BEGIN Records for this task

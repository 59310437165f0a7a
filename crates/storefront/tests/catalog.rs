//! Integration tests for the product repository and cart resolution.

mod common;

use lakkeriet_core::{ProductId, StockCode};
use lakkeriet_storefront::db::{ProductRepository, RepositoryError};
use lakkeriet_storefront::models::cart::Cart;
use lakkeriet_storefront::models::product::NewProduct;
use lakkeriet_storefront::services::cart::CartService;

use common::{sample_product, test_pool};

fn with_category(sku: &str, category: &str) -> NewProduct {
    NewProduct {
        category: Some(category.to_owned()),
        ..sample_product(sku, 100.0, 10)
    }
}

// =============================================================================
// Listing and Categories
// =============================================================================

#[tokio::test]
async fn test_list_orders_by_id_and_filters_by_category() {
    let pool = test_pool().await;
    let products = ProductRepository::new(&pool);

    products.create(&with_category("LAK-200", "Neglelakk")).await.expect("create");
    products.create(&with_category("LAK-201", "Tilbehør")).await.expect("create");
    products.create(&with_category("LAK-202", "Neglelakk")).await.expect("create");

    let all = products.list(None).await.expect("list");
    assert_eq!(all.len(), 3);
    assert!(all.windows(2).all(|w| w[0].id < w[1].id));

    let polish = products.list(Some("Neglelakk")).await.expect("list");
    assert_eq!(polish.len(), 2);
    assert!(polish.iter().all(|p| p.category.as_deref() == Some("Neglelakk")));

    let none = products.list(Some("Finnes ikke")).await.expect("list");
    assert!(none.is_empty());
}

#[tokio::test]
async fn test_distinct_categories_skip_missing_and_empty() {
    let pool = test_pool().await;
    let products = ProductRepository::new(&pool);

    products.create(&with_category("LAK-210", "Neglelakk")).await.expect("create");
    products.create(&with_category("LAK-211", "Neglelakk")).await.expect("create");
    products.create(&sample_product("LAK-212", 50.0, 1)).await.expect("create");
    products
        .create(&NewProduct {
            category: Some(String::new()),
            ..sample_product("LAK-213", 50.0, 1)
        })
        .await
        .expect("create");

    let categories = products.distinct_categories().await.expect("categories");
    assert_eq!(categories, vec!["Neglelakk".to_owned()]);
}

// =============================================================================
// Create, Update, Delete
// =============================================================================

#[tokio::test]
async fn test_duplicate_sku_is_a_conflict() {
    let pool = test_pool().await;
    let products = ProductRepository::new(&pool);

    products.create(&sample_product("LAK-220", 100.0, 5)).await.expect("create");

    let result = products.create(&sample_product("LAK-220", 200.0, 1)).await;
    assert!(matches!(result, Err(RepositoryError::Conflict(_))));
}

#[tokio::test]
async fn test_update_replaces_all_fields() {
    let pool = test_pool().await;
    let products = ProductRepository::new(&pool);

    let product = products
        .create(&with_category("LAK-230", "Neglelakk"))
        .await
        .expect("create");

    let replacement = NewProduct {
        name: "Ny Navn".to_owned(),
        price: 159.0,
        category: None,
        ..sample_product("LAK-230", 159.0, 7)
    };
    products.update(product.id, &replacement).await.expect("update");

    let updated = products.get_by_id(product.id).await.expect("get").expect("some");
    assert_eq!(updated.name, "Ny Navn");
    assert_eq!(updated.category, None);
    assert_eq!(updated.quantity_on_hand, 7);
}

#[tokio::test]
async fn test_update_missing_product_is_not_found() {
    let pool = test_pool().await;

    let result = ProductRepository::new(&pool)
        .update(ProductId::new(9999), &sample_product("LAK-240", 10.0, 1))
        .await;

    assert!(matches!(result, Err(RepositoryError::NotFound)));
}

#[tokio::test]
async fn test_delete_reports_whether_a_row_went_away() {
    let pool = test_pool().await;
    let products = ProductRepository::new(&pool);

    let product = products.create(&sample_product("LAK-250", 10.0, 1)).await.expect("create");

    assert!(products.delete(product.id).await.expect("delete"));
    assert!(!products.delete(product.id).await.expect("delete again"));
    assert!(products.get_by_id(product.id).await.expect("get").is_none());
}

#[tokio::test]
async fn test_get_many_returns_existing_rows_ascending() {
    let pool = test_pool().await;
    let products = ProductRepository::new(&pool);

    let first = products.create(&sample_product("LAK-255", 10.0, 1)).await.expect("create");
    let second = products.create(&sample_product("LAK-256", 20.0, 1)).await.expect("create");
    let third = products.create(&sample_product("LAK-257", 30.0, 1)).await.expect("create");

    // Request out of order, with one ID that matches nothing.
    let found = products
        .get_many(&[third.id, ProductId::new(9999), first.id])
        .await
        .expect("get_many");

    assert_eq!(found.len(), 2);
    assert_eq!(found[0].id, first.id);
    assert_eq!(found[1].id, third.id);
    assert!(found.iter().all(|p| p.id != second.id));

    assert!(products.get_many(&[]).await.expect("empty").is_empty());
}

// =============================================================================
// Cart Resolution
// =============================================================================

#[tokio::test]
async fn test_snapshot_resolves_current_prices() {
    let pool = test_pool().await;
    let products = ProductRepository::new(&pool);

    let polish = products.create(&sample_product("LAK-260", 129.0, 10)).await.expect("create");
    let topcoat = products.create(&sample_product("LAK-261", 89.0, 10)).await.expect("create");

    let mut cart = Cart::new();
    cart.add(polish.id, 2);
    cart.add(topcoat.id, 1);

    let snapshot = CartService::new(&pool).snapshot(&cart).await.expect("snapshot");

    assert!(!snapshot.is_empty());
    assert_eq!(snapshot.items.len(), 2);
    assert!((snapshot.total - (129.0 * 2.0 + 89.0)).abs() < f64::EPSILON);
}

#[tokio::test]
async fn test_snapshot_silently_drops_vanished_products() {
    let pool = test_pool().await;
    let products = ProductRepository::new(&pool);

    let kept = products.create(&sample_product("LAK-270", 50.0, 5)).await.expect("create");
    let gone = products.create(&sample_product("LAK-271", 75.0, 5)).await.expect("create");

    let mut cart = Cart::new();
    cart.add(kept.id, 1);
    cart.add(gone.id, 3);

    assert!(products.delete(gone.id).await.expect("delete"));

    let snapshot = CartService::new(&pool).snapshot(&cart).await.expect("snapshot");

    // The stale entry drops out of the view; the cart itself is untouched.
    assert_eq!(snapshot.items.len(), 1);
    assert_eq!(snapshot.items[0].product.id, kept.id);
    assert!((snapshot.total - 50.0).abs() < f64::EPSILON);
    assert_eq!(cart.len(), 2);
}

#[tokio::test]
async fn test_get_by_sku_roundtrip() {
    let pool = test_pool().await;
    let products = ProductRepository::new(&pool);

    let created = products.create(&sample_product("LAK-280", 42.0, 3)).await.expect("create");

    let fetched = products
        .get_by_sku(&StockCode::parse("LAK-280").expect("sku"))
        .await
        .expect("get")
        .expect("some");

    assert_eq!(fetched.id, created.id);
    assert_eq!(fetched.sku.as_str(), "LAK-280");
}
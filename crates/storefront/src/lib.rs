//! Lakkeriet storefront library.
//!
//! Everything except process startup lives here so the integration tests
//! can assemble the same application the binary serves.

#![cfg_attr(not(test), forbid(unsafe_code))]

pub mod config;
pub mod db;
pub mod error;
pub mod middleware;
pub mod models;
pub mod routes;
pub mod services;
pub mod state;

use axum::Router;
use tower_http::trace::TraceLayer;

use crate::state::AppState;

/// Assemble the full application with its middleware stack.
///
/// The session store's table is migrated here; run the schema migrations
/// first (`lakk-cli migrate`).
///
/// # Errors
///
/// Returns `sqlx::Error` if the session table migration fails.
pub async fn app(state: AppState) -> Result<Router, sqlx::Error> {
    let session_layer = middleware::create_session_layer(state.pool()).await?;

    Ok(routes::router()
        .layer(session_layer)
        .layer(TraceLayer::new_for_http())
        .with_state(state))
}
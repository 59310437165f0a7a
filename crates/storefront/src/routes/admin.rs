//! Admin route handlers.
//!
//! Every handler takes `RequireAdmin`, so a request without an admin
//! session never reaches the body (401 for anonymous, 403 for
//! non-admins).

use axum::{
    Json,
    extract::{Multipart, Path, State},
    http::StatusCode,
};
use serde::Deserialize;

use lakkeriet_core::{ProductId, StockCode};

use crate::db::ProductRepository;
use crate::error::{AppError, Result};
use crate::middleware::RequireAdmin;
use crate::models::product::NewProduct;
use crate::routes::products::ProductView;
use crate::services::import::{ImportService, ImportSummary};
use crate::services::translate::translate;
use crate::state::AppState;

/// Full field set for creating or replacing a product.
///
/// `description_en` may be omitted; it is then derived from the Norwegian
/// description through the translation seam.
#[derive(Debug, Deserialize)]
pub struct ProductForm {
    pub sku: String,
    #[serde(default)]
    pub ean: Option<String>,
    pub name: String,
    #[serde(default)]
    pub description_no: String,
    #[serde(default)]
    pub description_en: Option<String>,
    #[serde(default)]
    pub category: Option<String>,
    #[serde(default)]
    pub weight: f64,
    #[serde(default)]
    pub quantity_on_hand: i64,
    pub price: f64,
    #[serde(default)]
    pub tax_rate: f64,
    #[serde(default)]
    pub brand: Option<String>,
    #[serde(default)]
    pub image_url: Option<String>,
}

impl ProductForm {
    fn into_new_product(self) -> Result<NewProduct> {
        let sku = StockCode::parse(&self.sku)
            .map_err(|e| AppError::BadRequest(format!("invalid sku: {e}")))?;

        let description_en = match self.description_en {
            Some(text) if !text.trim().is_empty() => text,
            _ => translate(&self.description_no),
        };

        Ok(NewProduct {
            sku,
            ean: self.ean,
            name: self.name,
            description_no: self.description_no,
            description_en,
            category: self.category,
            weight: self.weight,
            quantity_on_hand: self.quantity_on_hand,
            price: self.price,
            tax_rate: self.tax_rate,
            brand: self.brand,
            image_url: self.image_url,
        })
    }
}

/// `GET /admin/products` - List the full catalog.
pub async fn list_products(
    RequireAdmin(_admin): RequireAdmin,
    State(state): State<AppState>,
) -> Result<Json<Vec<ProductView>>> {
    let products = ProductRepository::new(state.pool()).list(None).await?;

    Ok(Json(products.into_iter().map(ProductView::from).collect()))
}

/// `POST /admin/products` - Create a product.
pub async fn create_product(
    RequireAdmin(admin): RequireAdmin,
    State(state): State<AppState>,
    Json(form): Json<ProductForm>,
) -> Result<(StatusCode, Json<ProductView>)> {
    let new_product = form.into_new_product()?;

    let product = ProductRepository::new(state.pool())
        .create(&new_product)
        .await?;

    tracing::info!(product_id = %product.id, admin = %admin.email, "product created");

    Ok((StatusCode::CREATED, Json(ProductView::from(product))))
}

/// `GET /admin/products/{id}` - Fetch one product.
pub async fn get_product(
    RequireAdmin(_admin): RequireAdmin,
    State(state): State<AppState>,
    Path(id): Path<i64>,
) -> Result<Json<ProductView>> {
    let product = ProductRepository::new(state.pool())
        .get_by_id(ProductId::new(id))
        .await?
        .ok_or_else(|| AppError::NotFound("product not found".to_owned()))?;

    Ok(Json(ProductView::from(product)))
}

/// `PUT /admin/products/{id}` - Fully replace a product.
pub async fn update_product(
    RequireAdmin(admin): RequireAdmin,
    State(state): State<AppState>,
    Path(id): Path<i64>,
    Json(form): Json<ProductForm>,
) -> Result<Json<ProductView>> {
    let id = ProductId::new(id);
    let new_product = form.into_new_product()?;

    let repo = ProductRepository::new(state.pool());
    repo.update(id, &new_product).await?;

    let product = repo
        .get_by_id(id)
        .await?
        .ok_or_else(|| AppError::NotFound("product not found".to_owned()))?;

    tracing::info!(product_id = %id, admin = %admin.email, "product updated");

    Ok(Json(ProductView::from(product)))
}

/// `DELETE /admin/products/{id}` - Delete a product.
///
/// Past order lines keep their copy of the product data, so deleting
/// here never touches order history.
pub async fn delete_product(
    RequireAdmin(admin): RequireAdmin,
    State(state): State<AppState>,
    Path(id): Path<i64>,
) -> Result<StatusCode> {
    let deleted = ProductRepository::new(state.pool())
        .delete(ProductId::new(id))
        .await?;

    if !deleted {
        return Err(AppError::NotFound("product not found".to_owned()));
    }

    tracing::info!(product_id = id, admin = %admin.email, "product deleted");

    Ok(StatusCode::NO_CONTENT)
}

/// `POST /admin/import` - Upload a product feed and run one import batch.
///
/// Expects a multipart request with a `file` field holding the
/// semicolon-delimited feed.
pub async fn import_feed(
    RequireAdmin(admin): RequireAdmin,
    State(state): State<AppState>,
    mut multipart: Multipart,
) -> Result<Json<ImportSummary>> {
    let mut feed: Option<Vec<u8>> = None;

    while let Some(field) = multipart
        .next_field()
        .await
        .map_err(|e| AppError::BadRequest(format!("invalid multipart request: {e}")))?
    {
        if field.name() == Some("file") {
            let bytes = field
                .bytes()
                .await
                .map_err(|e| AppError::BadRequest(format!("failed to read upload: {e}")))?;
            feed = Some(bytes.to_vec());
        }
    }

    let feed = feed.ok_or_else(|| AppError::BadRequest("missing 'file' field".to_owned()))?;

    tracing::info!(bytes = feed.len(), admin = %admin.email, "feed upload received");

    let summary = ImportService::new(state.pool()).import(&feed).await?;

    Ok(Json(summary))
}
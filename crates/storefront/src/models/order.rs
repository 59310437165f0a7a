//! Order models.
//!
//! Orders and their lines are written once at checkout and never mutated.
//! Each line captures the product's price at purchase time, so later catalog
//! edits do not rewrite history.

use chrono::{DateTime, Utc};
use serde::{Deserialize, Serialize};

use lakkeriet_core::{OrderId, OrderLineId, ProductId, UserId};

/// A persisted order header.
#[derive(Debug, Clone, Serialize, Deserialize)]
pub struct Order {
    pub id: OrderId,
    /// The buyer, when authenticated; `None` for guest checkout.
    pub user_id: Option<UserId>,
    pub payment_method: String,
    pub shipping_method: String,
    /// Sum of `quantity * unit_price` over the order's lines.
    pub total_amount: f64,
    pub currency: String,
    pub created_at: DateTime<Utc>,
}

/// A single line of an order.
#[derive(Debug, Clone, Serialize, Deserialize)]
pub struct OrderLine {
    pub id: OrderLineId,
    pub order_id: OrderId,
    pub product_id: ProductId,
    pub quantity: i64,
    /// Price snapshot taken at purchase time.
    pub unit_price: f64,
}

/// Field set for creating an order header.
#[derive(Debug, Clone)]
pub struct NewOrder {
    pub user_id: Option<UserId>,
    pub payment_method: String,
    pub shipping_method: String,
    pub total_amount: f64,
    pub currency: String,
}

/// Field set for creating an order line.
#[derive(Debug, Clone)]
pub struct NewOrderLine {
    pub product_id: ProductId,
    pub quantity: i64,
    pub unit_price: f64,
}
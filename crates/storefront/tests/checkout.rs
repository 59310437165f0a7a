//! Integration tests for the checkout pipeline.
//!
//! Exercises cart resolution, the order total invariant, clamped stock
//! decrements and guest versus authenticated attribution against an
//! in-memory database.

mod common;

use lakkeriet_storefront::db::{OrderRepository, ProductRepository, UserRepository};
use lakkeriet_storefront::models::cart::Cart;
use lakkeriet_storefront::services::auth::hash_password;
use lakkeriet_storefront::services::cart::CartService;
use lakkeriet_storefront::services::checkout::{CheckoutError, CheckoutService};

use common::{sample_product, test_pool};

// =============================================================================
// Order Totals
// =============================================================================

#[tokio::test]
async fn test_order_total_matches_lines() {
    let pool = test_pool().await;
    let products = ProductRepository::new(&pool);

    let polish = products
        .create(&sample_product("LAK-001", 129.0, 10))
        .await
        .expect("create");
    let remover = products
        .create(&sample_product("LAK-002", 59.5, 10))
        .await
        .expect("create");

    let mut cart = Cart::new();
    cart.add(polish.id, 3);
    cart.add(remover.id, 2);

    let (order, lines) = CheckoutService::new(&pool, "NOK")
        .place_order(&cart, "card", "mail", None)
        .await
        .expect("checkout");

    assert_eq!(lines.len(), 2);
    let line_sum: f64 = lines
        .iter()
        .map(|l| l.unit_price * l.quantity as f64)
        .sum();
    assert!((order.total_amount - line_sum).abs() < f64::EPSILON);
    assert!((order.total_amount - (129.0 * 3.0 + 59.5 * 2.0)).abs() < f64::EPSILON);
    assert_eq!(order.currency, "NOK");
}

#[tokio::test]
async fn test_lines_snapshot_price_and_follow_cart_order() {
    let pool = test_pool().await;
    let products = ProductRepository::new(&pool);

    let first = products
        .create(&sample_product("LAK-010", 100.0, 5))
        .await
        .expect("create");
    let second = products
        .create(&sample_product("LAK-011", 50.0, 5))
        .await
        .expect("create");

    // Insertion order deliberately reversed; lines come out in ascending
    // product-id order regardless.
    let mut cart = Cart::new();
    cart.add(second.id, 1);
    cart.add(first.id, 2);

    let (_, lines) = CheckoutService::new(&pool, "NOK")
        .place_order(&cart, "card", "pickup", None)
        .await
        .expect("checkout");

    assert_eq!(lines[0].product_id, first.id);
    assert_eq!(lines[0].quantity, 2);
    assert!((lines[0].unit_price - 100.0).abs() < f64::EPSILON);
    assert_eq!(lines[1].product_id, second.id);
}

// =============================================================================
// Stock Decrements
// =============================================================================

#[tokio::test]
async fn test_stock_decrements_and_clamps_at_zero() {
    let pool = test_pool().await;
    let products = ProductRepository::new(&pool);

    let plenty = products
        .create(&sample_product("LAK-020", 100.0, 3))
        .await
        .expect("create");
    let scarce = products
        .create(&sample_product("LAK-021", 50.0, 1))
        .await
        .expect("create");

    let mut cart = Cart::new();
    cart.add(plenty.id, 2);
    cart.add(scarce.id, 5);

    let (order, _) = CheckoutService::new(&pool, "NOK")
        .place_order(&cart, "card", "mail", None)
        .await
        .expect("checkout");

    // Oversell is permitted; the order records what was asked for.
    assert!((order.total_amount - (100.0 * 2.0 + 50.0 * 5.0)).abs() < f64::EPSILON);

    let plenty = products.get_by_id(plenty.id).await.expect("get").expect("some");
    let scarce = products.get_by_id(scarce.id).await.expect("get").expect("some");
    assert_eq!(plenty.quantity_on_hand, 1);
    assert_eq!(scarce.quantity_on_hand, 0);
}

#[tokio::test]
async fn test_checkout_against_an_empty_shelf() {
    let pool = test_pool().await;
    let products = ProductRepository::new(&pool);

    let stocked = products
        .create(&sample_product("LAK-025", 100.0, 5))
        .await
        .expect("create");
    let sold_out = products
        .create(&sample_product("LAK-026", 50.0, 0))
        .await
        .expect("create");

    let mut cart = Cart::new();
    cart.add(stocked.id, 2);
    cart.add(sold_out.id, 1);

    let (order, lines) = CheckoutService::new(&pool, "NOK")
        .place_order(&cart, "card", "mail", None)
        .await
        .expect("checkout");

    assert!((order.total_amount - 250.0).abs() < f64::EPSILON);
    assert_eq!(lines.len(), 2);

    let stocked = products.get_by_id(stocked.id).await.expect("get").expect("some");
    let sold_out = products.get_by_id(sold_out.id).await.expect("get").expect("some");
    assert_eq!(stocked.quantity_on_hand, 3);
    assert_eq!(sold_out.quantity_on_hand, 0);
}

// =============================================================================
// Empty and Stale Carts
// =============================================================================

#[tokio::test]
async fn test_empty_cart_creates_nothing() {
    let pool = test_pool().await;

    let result = CheckoutService::new(&pool, "NOK")
        .place_order(&Cart::new(), "card", "mail", None)
        .await;

    assert!(matches!(result, Err(CheckoutError::EmptyCart)));
    assert_eq!(OrderRepository::new(&pool).count().await.expect("count"), 0);
}

#[tokio::test]
async fn test_cart_of_only_vanished_products_is_empty() {
    let pool = test_pool().await;
    let products = ProductRepository::new(&pool);

    let product = products
        .create(&sample_product("LAK-030", 80.0, 4))
        .await
        .expect("create");

    let mut cart = Cart::new();
    cart.add(product.id, 1);

    assert!(products.delete(product.id).await.expect("delete"));

    // The snapshot silently drops the stale entry...
    let snapshot = CartService::new(&pool).snapshot(&cart).await.expect("snapshot");
    assert!(snapshot.is_empty());

    // ...and checkout treats the cart as empty.
    let result = CheckoutService::new(&pool, "NOK")
        .place_order(&cart, "card", "mail", None)
        .await;
    assert!(matches!(result, Err(CheckoutError::EmptyCart)));
}

// =============================================================================
// Attribution
// =============================================================================

#[tokio::test]
async fn test_guest_and_user_attribution() {
    let pool = test_pool().await;
    let products = ProductRepository::new(&pool);
    let users = UserRepository::new(&pool);

    let product = products
        .create(&sample_product("LAK-040", 99.0, 10))
        .await
        .expect("create");

    let email = lakkeriet_core::Email::parse("kari@example.com").expect("email");
    let hash = hash_password("passord123").expect("hash");
    let user = users.create(&email, &hash, false).await.expect("user");

    let mut cart = Cart::new();
    cart.add(product.id, 1);

    let checkout = CheckoutService::new(&pool, "NOK");

    let (guest_order, _) = checkout
        .place_order(&cart, "card", "mail", None)
        .await
        .expect("guest checkout");
    assert_eq!(guest_order.user_id, None);

    let (user_order, _) = checkout
        .place_order(&cart, "card", "mail", Some(user.id))
        .await
        .expect("user checkout");
    assert_eq!(user_order.user_id, Some(user.id));
}

#[tokio::test]
async fn test_order_lines_survive_product_deletion() {
    let pool = test_pool().await;
    let products = ProductRepository::new(&pool);
    let orders = OrderRepository::new(&pool);

    let product = products
        .create(&sample_product("LAK-050", 120.0, 2))
        .await
        .expect("create");

    let mut cart = Cart::new();
    cart.add(product.id, 1);

    let (order, _) = CheckoutService::new(&pool, "NOK")
        .place_order(&cart, "card", "mail", None)
        .await
        .expect("checkout");

    assert!(products.delete(product.id).await.expect("delete"));

    let (fetched, lines) = orders
        .get_with_lines(order.id)
        .await
        .expect("get")
        .expect("some");
    assert_eq!(fetched.id, order.id);
    assert_eq!(lines.len(), 1);
    assert_eq!(lines[0].product_id, product.id);
    assert!((lines[0].unit_price - 120.0).abs() < f64::EPSILON);
}
//! Application state shared across handlers.

use std::sync::Arc;

use sqlx::SqlitePool;

use crate::config::StorefrontConfig;

/// Application state shared across all handlers.
///
/// This struct is cheaply cloneable via `Arc` and provides access to the
/// database pool and configuration.
#[derive(Clone)]
pub struct AppState {
    inner: Arc<AppStateInner>,
}

struct AppStateInner {
    config: StorefrontConfig,
    pool: SqlitePool,
}

impl AppState {
    /// Create a new application state.
    #[must_use]
    pub fn new(config: StorefrontConfig, pool: SqlitePool) -> Self {
        Self {
            inner: Arc::new(AppStateInner { config, pool }),
        }
    }

    /// Get a reference to the storefront configuration.
    #[must_use]
    pub fn config(&self) -> &StorefrontConfig {
        &self.inner.config
    }

    /// Get a reference to the database connection pool.
    #[must_use]
    pub fn pool(&self) -> &SqlitePool {
        &self.inner.pool
    }
}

END Records for this task

> Your objective: Locate the word "ProductId" in the records above, and return each line that has it.

> Response box:
use lakkeriet_core::{ProductId, StockCode};
        .update(ProductId::new(9999), &sample_product("LAK-240", 10.0, 1))
        .get_many(&[third.id, ProductId::new(9999), first.id])
use lakkeriet_core::{ProductId, StockCode};
        .get_by_id(ProductId::new(id))
    let id = ProductId::new(id);
        .delete(ProductId::new(id))
use lakkeriet_core::{OrderId, OrderLineId, ProductId, UserId};
    pub product_id: ProductId,
    pub product_id: ProductId,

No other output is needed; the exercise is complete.